### EXERCISE PROMPT
Each line holding the word "Copy" must appear in the answer, copied from the entries.

+ + + +

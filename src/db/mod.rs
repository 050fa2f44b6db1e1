//! Database layer for the task dependency service.

pub mod deps;
pub mod tasks;

use anyhow::Result;
use rusqlite::Connection;
use std::path::Path;
use std::sync::{Arc, Mutex};

mod embedded {
    use refinery::embed_migrations;
    embed_migrations!("migrations");
}

/// Database handle wrapping a SQLite connection.
#[derive(Clone)]
pub struct Database {
    conn: Arc<Mutex<Connection>>,
}

impl Database {
    /// Open or create the database at the given path.
    pub fn open<P: AsRef<Path>>(path: P) -> Result<Self> {
        let conn = Connection::open(path)?;

        // Enable WAL mode for concurrent access
        conn.execute_batch(
            "PRAGMA journal_mode=WAL;
             PRAGMA foreign_keys=ON;
             PRAGMA busy_timeout=5000;",
        )?;

        let db = Self {
            conn: Arc::new(Mutex::new(conn)),
        };

        db.run_migrations()?;

        Ok(db)
    }

    /// Open an in-memory database (for testing).
    pub fn open_in_memory() -> Result<Self> {
        let conn = Connection::open_in_memory()?;

        conn.execute_batch("PRAGMA foreign_keys=ON;")?;

        let db = Self {
            conn: Arc::new(Mutex::new(conn)),
        };

        db.run_migrations()?;

        Ok(db)
    }

    /// Run database migrations.
    fn run_migrations(&self) -> Result<()> {
        let mut conn = self.conn.lock().unwrap();
        embedded::migrations::runner().run(&mut *conn)?;
        Ok(())
    }

    /// Execute a function with exclusive access to the connection.
    pub fn with_conn<F, T>(&self, f: F) -> Result<T>
    where
        F: FnOnce(&Connection) -> Result<T>,
    {
        let conn = self.conn.lock().unwrap();
        f(&conn)
    }

    /// Execute a function with mutable access to the connection (for transactions).
    pub fn with_conn_mut<F, T>(&self, f: F) -> Result<T>
    where
        F: FnOnce(&mut Connection) -> Result<T>,
    {
        let mut conn = self.conn.lock().unwrap();
        f(&mut conn)
    }
}

/// Get the current timestamp in milliseconds.
pub fn now_ms() -> i64 {
    chrono::Utc::now().timestamp_millis()
}
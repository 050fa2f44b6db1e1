//! Structured error types for API responses.

use crate::types::{EdgeId, TaskId};
use serde::Serialize;
use std::fmt;

/// Error codes for programmatic error handling.
#[derive(Debug, Clone, Copy, Serialize, PartialEq, Eq)]
#[serde(rename_all = "SCREAMING_SNAKE_CASE")]
pub enum ErrorCode {
    // Validation errors (4xx-like)
    MissingRequiredField,
    InvalidFieldValue,

    // Not found errors
    TaskNotFound,
    DependencyNotFound,

    // Conflict errors
    SelfDependency,
    DependencyCycle,

    // Internal errors
    DatabaseError,
    InternalError,
}

/// Structured error for API responses.
#[derive(Debug, Serialize)]
pub struct ApiError {
    pub code: ErrorCode,
    pub message: String,
    #[serde(skip_serializing_if = "Option::is_none")]
    pub field: Option<String>,
    /// Ordered loop of task ids for cycle rejections, so the caller can show
    /// which edge to remove instead of a generic "invalid" message.
    #[serde(skip_serializing_if = "Option::is_none")]
    pub circular_path: Option<Vec<TaskId>>,
}

impl ApiError {
    pub fn new(code: ErrorCode, message: impl Into<String>) -> Self {
        Self {
            code,
            message: message.into(),
            field: None,
            circular_path: None,
        }
    }

    pub fn with_field(mut self, field: impl Into<String>) -> Self {
        self.field = Some(field.into());
        self
    }

    // Convenience constructors

    pub fn missing_field(field: &str) -> Self {
        Self::new(
            ErrorCode::MissingRequiredField,
            format!("{} is required", field),
        )
        .with_field(field)
    }

    pub fn invalid_value(field: &str, reason: &str) -> Self {
        Self::new(ErrorCode::InvalidFieldValue, reason).with_field(field)
    }

    pub fn task_not_found(task_id: TaskId) -> Self {
        Self::new(
            ErrorCode::TaskNotFound,
            format!("Task not found: {}", task_id),
        )
    }

    pub fn dependency_not_found(edge_id: EdgeId) -> Self {
        Self::new(
            ErrorCode::DependencyNotFound,
            format!("Dependency not found: {}", edge_id),
        )
    }

    pub fn self_dependency() -> Self {
        Self::new(ErrorCode::SelfDependency, "Task cannot depend on itself")
    }

    pub fn dependency_cycle(path: Vec<TaskId>) -> Self {
        let mut err = Self::new(ErrorCode::DependencyCycle, "Circular dependency detected");
        err.circular_path = Some(path);
        err
    }

    pub fn database(err: impl fmt::Display) -> Self {
        Self::new(ErrorCode::DatabaseError, err.to_string())
    }

    pub fn internal(err: impl fmt::Display) -> Self {
        Self::new(ErrorCode::InternalError, err.to_string())
    }

    /// HTTP status the error maps to at the service boundary.
    pub fn status_code(&self) -> u16 {
        match self.code {
            ErrorCode::MissingRequiredField | ErrorCode::InvalidFieldValue => 400,
            ErrorCode::TaskNotFound | ErrorCode::DependencyNotFound => 404,
            ErrorCode::SelfDependency | ErrorCode::DependencyCycle => 409,
            ErrorCode::DatabaseError | ErrorCode::InternalError => 500,
        }
    }
}

impl fmt::Display for ApiError {
    fn fmt(&self, f: &mut fmt::Formatter<'_>) -> fmt::Result {
        write!(f, "{}", self.message)
    }
}

impl std::error::Error for ApiError {}

// Allow using ? with anyhow errors by converting them
impl From<anyhow::Error> for ApiError {
    fn from(err: anyhow::Error) -> Self {
        // Try to downcast to ApiError first
        match err.downcast::<ApiError>() {
            Ok(api_err) => api_err,
            Err(err) => ApiError::internal(err),
        }
    }
}

/// Result type for API operations.
pub type ApiResult<T> = std::result::Result<T, ApiError>;

#[cfg(test)]
mod tests {
    use super::*;

    #[test]
    fn cycle_error_serializes_code_and_path() {
        let err = ApiError::dependency_cycle(vec![3, 1, 2, 3]);

        let json = serde_json::to_value(&err).unwrap();

        assert_eq!(json["code"], "DEPENDENCY_CYCLE");
        assert_eq!(json["message"], "Circular dependency detected");
        assert_eq!(json["circular_path"], serde_json::json!([3, 1, 2, 3]));
        assert!(json.get("field").is_none());
    }

    #[test]
    fn field_error_omits_absent_parts() {
        let err = ApiError::invalid_value("status", "bad status");

        let json = serde_json::to_value(&err).unwrap();

        assert_eq!(json["code"], "INVALID_FIELD_VALUE");
        assert_eq!(json["field"], "status");
        assert!(json.get("circular_path").is_none());
    }

    #[test]
    fn anyhow_wrapping_preserves_structured_error() {
        let original = ApiError::task_not_found(42);
        let wrapped: anyhow::Error = original.into();

        let recovered = ApiError::from(wrapped);

        assert_eq!(recovered.code, ErrorCode::TaskNotFound);
        assert_eq!(recovered.status_code(), 404);
    }
}
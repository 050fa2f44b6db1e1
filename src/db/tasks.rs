//! Task row operations.
//!
//! The task table is deliberately thin: the dependency service reads id and
//! status, and offers just enough CRUD for the HTTP surface to be usable
//! end-to-end. All reads see live rows only (deleted_at IS NULL).

use super::{Database, now_ms};
use crate::error::ApiError;
use crate::types::{Task, TaskId, TaskStatus};
use anyhow::Result;
use rusqlite::{Connection, Row, params};

pub(crate) fn parse_task_row(row: &Row) -> rusqlite::Result<Task> {
    let status_raw: String = row.get("status")?;
    let status = TaskStatus::parse(&status_raw).unwrap_or(TaskStatus::Pending);

    Ok(Task {
        id: row.get("id")?,
        title: row.get("title")?,
        status,
        team_id: row.get("team_id")?,
        created_at: row.get("created_at")?,
        updated_at: row.get("updated_at")?,
        deleted_at: row.get("deleted_at")?,
    })
}

/// Internal helper to get a live task using an existing connection
/// (avoids re-entering the connection lock).
pub(crate) fn get_task_internal(conn: &Connection, task_id: TaskId) -> Result<Option<Task>> {
    let mut stmt = conn.prepare("SELECT * FROM tasks WHERE id = ?1 AND deleted_at IS NULL")?;

    match stmt.query_row(params![task_id], parse_task_row) {
        Ok(task) => Ok(Some(task)),
        Err(rusqlite::Error::QueryReturnedNoRows) => Ok(None),
        Err(e) => Err(e.into()),
    }
}

impl Database {
    /// Create a task.
    pub fn create_task(&self, title: &str, team_id: Option<&str>) -> Result<Task> {
        if title.trim().is_empty() {
            return Err(ApiError::invalid_value("title", "title must not be empty").into());
        }

        self.with_conn(|conn| {
            let now = now_ms();
            conn.execute(
                "INSERT INTO tasks (title, status, team_id, created_at, updated_at)
                 VALUES (?1, ?2, ?3, ?4, ?4)",
                params![title, TaskStatus::Pending.as_str(), team_id, now],
            )?;
            let id = conn.last_insert_rowid();

            Ok(Task {
                id,
                title: title.to_string(),
                status: TaskStatus::Pending,
                team_id: team_id.map(String::from),
                created_at: now,
                updated_at: now,
                deleted_at: None,
            })
        })
    }

    /// Get a live task by id.
    pub fn get_task(&self, task_id: TaskId) -> Result<Option<Task>> {
        self.with_conn(|conn| get_task_internal(conn, task_id))
    }

    /// List live tasks, optionally filtered by team.
    pub fn list_tasks(&self, team_id: Option<&str>) -> Result<Vec<Task>> {
        self.with_conn(|conn| {
            let tasks = if let Some(team) = team_id {
                let mut stmt = conn.prepare(
                    "SELECT * FROM tasks
                     WHERE team_id = ?1 AND deleted_at IS NULL
                     ORDER BY created_at",
                )?;
                stmt.query_map(params![team], parse_task_row)?
                    .collect::<rusqlite::Result<Vec<_>>>()?
            } else {
                let mut stmt = conn.prepare(
                    "SELECT * FROM tasks WHERE deleted_at IS NULL ORDER BY created_at",
                )?;
                stmt.query_map([], parse_task_row)?
                    .collect::<rusqlite::Result<Vec<_>>>()?
            };

            Ok(tasks)
        })
    }

    /// Update a task's status. Returns the updated task.
    pub fn update_task_status(&self, task_id: TaskId, status: TaskStatus) -> Result<Task> {
        self.with_conn(|conn| {
            let updated = conn.execute(
                "UPDATE tasks SET status = ?2, updated_at = ?3
                 WHERE id = ?1 AND deleted_at IS NULL",
                params![task_id, status.as_str(), now_ms()],
            )?;
            if updated == 0 {
                return Err(ApiError::task_not_found(task_id).into());
            }

            match get_task_internal(conn, task_id)? {
                Some(task) => Ok(task),
                None => Err(ApiError::task_not_found(task_id).into()),
            }
        })
    }

    /// Soft-delete a task. Idempotent: deleting an already-deleted task is a no-op.
    pub fn soft_delete_task(&self, task_id: TaskId) -> Result<()> {
        self.with_conn(|conn| {
            conn.execute(
                "UPDATE tasks SET deleted_at = ?2, updated_at = ?2
                 WHERE id = ?1 AND deleted_at IS NULL",
                params![task_id, now_ms()],
            )?;
            Ok(())
        })
    }
}
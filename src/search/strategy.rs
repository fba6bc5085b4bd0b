//! The searchable-HMAC strategy.
//!
//! For every active HMAC key and every classified field the strategy builds
//! holders, fans lookup holders through tokenizers, folds unique-group
//! members into one compound holder per key, hashes everything in one bulk
//! call, and merges the results into the entity's persisted hash lists.

use std::collections::HashSet;
use std::sync::Arc;

use tracing::debug;

use crate::envelope::service::EncryptionService;
use crate::errors::{FieldVaultError, Result};
use crate::keys::CryptoKey;
use crate::registry::descriptor::{Accessor, HashListBinding, HmacFieldSpec, HmacPurpose};
use crate::search::holder::{HmacEntry, HmacHolder};
use crate::search::tokenizer::HmacTokenizer;

/// Compound values join on the unit separator so ("ab","c") and ("a","bc")
/// cannot collide.
const GROUP_SEPARATOR: char = '\u{1F}';

/// Strategy selection carried by an entity descriptor.
#[derive(Clone, Debug, Default)]
pub enum HmacStrategyKind {
    /// Lookup/unique hashing with tokenizer fan-out and compound groups.
    #[default]
    Searchable,
}

/// How freshly computed entries combine with the persisted lists.
#[derive(Debug, Clone, Copy, PartialEq, Eq)]
pub enum HashMergeMode {
    /// Keep existing entries under keys absent from the computed set. The
    /// write-path default: a lagging instance that has not yet seen a new
    /// key must not wipe out the hashes written under it.
    Retain,
    /// The computed set is authoritative; everything else is dropped. Rekey
    /// passes use this so entries under a retiring key actually leave the
    /// record.
    Replace,
}

struct LookupField<T> {
    name: String,
    get: Accessor<T>,
    tokenizers: Vec<Arc<dyn HmacTokenizer>>,
}

struct UniqueField<T> {
    name: String,
    get: Accessor<T>,
    optional: bool,
}

struct GroupSlot<T> {
    get: Accessor<T>,
    optional: bool,
}

struct UniqueGroup<T> {
    name: String,
    /// In declared 1..N order.
    members: Vec<GroupSlot<T>>,
}

/// Computes lookup and uniqueness hashes for one entity type.
pub struct SearchableHmacStrategy<T> {
    entity: String,
    lookup_fields: Vec<LookupField<T>>,
    unique_fields: Vec<UniqueField<T>>,
    groups: Vec<UniqueGroup<T>>,
    lookup_binding: Option<HashListBinding<T>>,
    unique_binding: Option<HashListBinding<T>>,
}

impl<T> SearchableHmacStrategy<T> {
    /// Build and validate the strategy from the registry's classification.
    ///
    /// Rejects: no fields at all, a bound hash list without fields of the
    /// matching purpose (and vice versa), and group orders that do not form
    /// exactly 1..N.
    pub(crate) fn from_specs(
        entity: &str,
        specs: Vec<HmacFieldSpec<T>>,
        lookup_binding: Option<HashListBinding<T>>,
        unique_binding: Option<HashListBinding<T>>,
    ) -> Result<Self> {
        let mut lookup_fields = Vec::new();
        let mut unique_fields = Vec::new();
        let mut grouped: Vec<(String, u32, GroupSlot<T>)> = Vec::new();

        for spec in specs {
            if spec.purposes.is_empty() && spec.group.is_none() {
                return Err(FieldVaultError::classification(
                    entity,
                    format!("HMAC field '{}' declares no purpose or group", spec.name),
                ));
            }
            for purpose in &spec.purposes {
                match purpose {
                    HmacPurpose::Lookup { tokenizers } => lookup_fields.push(LookupField {
                        name: spec.name.clone(),
                        get: Arc::clone(&spec.get),
                        tokenizers: tokenizers.iter().map(|k| k.build()).collect(),
                    }),
                    HmacPurpose::Unique { optional } => unique_fields.push(UniqueField {
                        name: spec.name.clone(),
                        get: Arc::clone(&spec.get),
                        optional: *optional,
                    }),
                }
            }
            if let Some(member) = &spec.group {
                grouped.push((
                    member.group.clone(),
                    member.order,
                    GroupSlot {
                        get: Arc::clone(&spec.get),
                        optional: member.optional,
                    },
                ));
            }
        }

        let groups = Self::build_groups(entity, grouped)?;

        if lookup_fields.is_empty() && unique_fields.is_empty() && groups.is_empty() {
            return Err(FieldVaultError::classification(
                entity,
                "HMAC strategy bound but no lookup, unique, or group fields declared",
            ));
        }
        if lookup_fields.is_empty() != lookup_binding.is_none() {
            return Err(FieldVaultError::classification(
                entity,
                "lookup-hash list must be bound exactly when a field has the LOOKUP purpose",
            ));
        }
        let has_unique = !unique_fields.is_empty() || !groups.is_empty();
        if has_unique != unique_binding.is_some() {
            return Err(FieldVaultError::classification(
                entity,
                "unique-hash list must be bound exactly when a field or group enforces uniqueness",
            ));
        }

        Ok(Self {
            entity: entity.to_string(),
            lookup_fields,
            unique_fields,
            groups,
            lookup_binding,
            unique_binding,
        })
    }

    fn build_groups(
        entity: &str,
        mut grouped: Vec<(String, u32, GroupSlot<T>)>,
    ) -> Result<Vec<UniqueGroup<T>>> {
        grouped.sort_by(|a, b| (a.0.as_str(), a.1).cmp(&(b.0.as_str(), b.1)));

        let mut groups: Vec<UniqueGroup<T>> = Vec::new();
        for (group_name, order, slot) in grouped {
            let group = match groups.last_mut() {
                Some(g) if g.name == group_name => g,
                _ => {
                    groups.push(UniqueGroup {
                        name: group_name.clone(),
                        members: Vec::new(),
                    });
                    groups.last_mut().expect("just pushed")
                }
            };
            // Sorted input means orders must arrive as exactly 1, 2, 3, ...
            let expected = group.members.len() as u32 + 1;
            if order != expected {
                return Err(FieldVaultError::classification(
                    entity,
                    format!(
                        "unique group '{group_name}' orders must form exactly 1..N; \
                         found {order} where {expected} was expected"
                    ),
                ));
            }
            group.members.push(slot);
        }
        Ok(groups)
    }

    /// Compute hashes for `entity` under every key in `keys` and merge them
    /// into the entity's lookup/unique lists with [`HashMergeMode::Retain`]:
    /// existing entries whose key id is absent from the freshly computed set
    /// are kept, which is what keeps multiple HMAC keys live during
    /// rotation, and if nothing new was computed the lists are left
    /// untouched.
    pub fn apply(
        &self,
        entity: &mut T,
        keys: &[Arc<CryptoKey>],
        service: &dyn EncryptionService,
    ) -> Result<()> {
        self.apply_with(entity, keys, service, HashMergeMode::Retain)
    }

    /// `apply` with an explicit merge mode.
    pub fn apply_with(
        &self,
        entity: &mut T,
        keys: &[Arc<CryptoKey>],
        service: &dyn EncryptionService,
        mode: HashMergeMode,
    ) -> Result<()> {
        if keys.is_empty() {
            return Err(FieldVaultError::NoActiveHmacKeys(self.entity.clone()));
        }

        let lookup_holders = self.lookup_holders(entity, keys);
        let unique_holders = self.unique_holders(entity, keys);

        let boundary = lookup_holders.len();
        let mut all = lookup_holders;
        all.extend(unique_holders);
        if !all.is_empty() {
            service.hmac(&mut all)?;
        }
        let unique_part = all.split_off(boundary);

        Self::merge(entity, &self.lookup_binding, all, mode);
        Self::merge(entity, &self.unique_binding, unique_part, mode);
        Ok(())
    }

    /// Whether any persisted hash entry was computed under `key_id`.
    pub(crate) fn references_key(&self, entity: &T, key_id: &str) -> bool {
        let listed = |binding: &Option<HashListBinding<T>>| {
            binding
                .as_ref()
                .is_some_and(|b| (b.get)(entity).iter().any(|e| e.key_id == key_id))
        };
        listed(&self.lookup_binding) || listed(&self.unique_binding)
    }

    fn lookup_holders(&self, entity: &T, keys: &[Arc<CryptoKey>]) -> Vec<HmacHolder> {
        let mut holders = Vec::new();
        let mut seen = HashSet::new();
        for key in keys {
            for field in &self.lookup_fields {
                let Some(value) = (field.get)(entity) else {
                    continue;
                };
                Self::push_deduped(
                    &mut holders,
                    &mut seen,
                    HmacHolder::new(Arc::clone(key), &field.name, Some(value.clone())),
                );
                for tokenizer in &field.tokenizers {
                    let Some(tokenized) = tokenizer.tokenize(&value) else {
                        continue;
                    };
                    let alias = format!("{}_{}", field.name, tokenizer.alias_suffix());
                    Self::push_deduped(
                        &mut holders,
                        &mut seen,
                        HmacHolder::with_tokenized(
                            Arc::clone(key),
                            alias,
                            value.clone(),
                            tokenized,
                        ),
                    );
                }
            }
        }
        holders
    }

    fn unique_holders(&self, entity: &T, keys: &[Arc<CryptoKey>]) -> Vec<HmacHolder> {
        let mut holders = Vec::new();
        let mut seen = HashSet::new();
        for key in keys {
            for field in &self.unique_fields {
                match (field.get)(entity) {
                    Some(value) => Self::push_deduped(
                        &mut holders,
                        &mut seen,
                        HmacHolder::new(Arc::clone(key), &field.name, Some(value)),
                    ),
                    None => {
                        if !field.optional {
                            debug!(
                                entity = %self.entity,
                                field = %field.name,
                                "required unique field is null; no hash produced"
                            );
                        }
                    }
                }
            }
            'group: for group in &self.groups {
                let mut parts = Vec::with_capacity(group.members.len());
                for member in &group.members {
                    match (member.get)(entity) {
                        Some(value) => parts.push(value),
                        None => {
                            // A null member, optional or not, skips the
                            // whole compound hash.
                            debug!(
                                entity = %self.entity,
                                group = %group.name,
                                "null member skips the compound hash"
                            );
                            continue 'group;
                        }
                    }
                }
                let mut compound = String::new();
                for (i, part) in parts.iter().enumerate() {
                    if i > 0 {
                        compound.push(GROUP_SEPARATOR);
                    }
                    compound.push_str(part);
                }
                Self::push_deduped(
                    &mut holders,
                    &mut seen,
                    HmacHolder::new(Arc::clone(key), &group.name, Some(compound)),
                );
            }
        }
        holders
    }

    fn push_deduped(
        holders: &mut Vec<HmacHolder>,
        seen: &mut HashSet<(String, String, String)>,
        holder: HmacHolder,
    ) {
        let Some(input) = holder.hash_input() else {
            return;
        };
        let fingerprint = (holder.key.id.clone(), holder.alias.clone(), input.to_string());
        if seen.insert(fingerprint) {
            holders.push(holder);
        }
    }

    fn merge(
        entity: &mut T,
        binding: &Option<HashListBinding<T>>,
        holders: Vec<HmacHolder>,
        mode: HashMergeMode,
    ) {
        let Some(binding) = binding else {
            return;
        };
        let entries: Vec<HmacEntry> = holders.into_iter().filter_map(HmacHolder::into_entry).collect();
        match mode {
            HashMergeMode::Replace => (binding.set)(entity, entries),
            HashMergeMode::Retain => {
                if entries.is_empty() {
                    return;
                }
                let new_key_ids: HashSet<String> =
                    entries.iter().map(|e| e.key_id.clone()).collect();
                let mut merged: Vec<HmacEntry> = (binding.get)(entity)
                    .into_iter()
                    .filter(|e| !new_key_ids.contains(&e.key_id))
                    .collect();
                merged.extend(entries);
                (binding.set)(entity, merged);
            }
        }
    }
}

+ + + +

### COMPLETED EXERCISE
#[derive(Debug, Clone, Copy, Serialize, PartialEq, Eq)]
#[derive(Debug, Clone, Copy, PartialEq, Eq)]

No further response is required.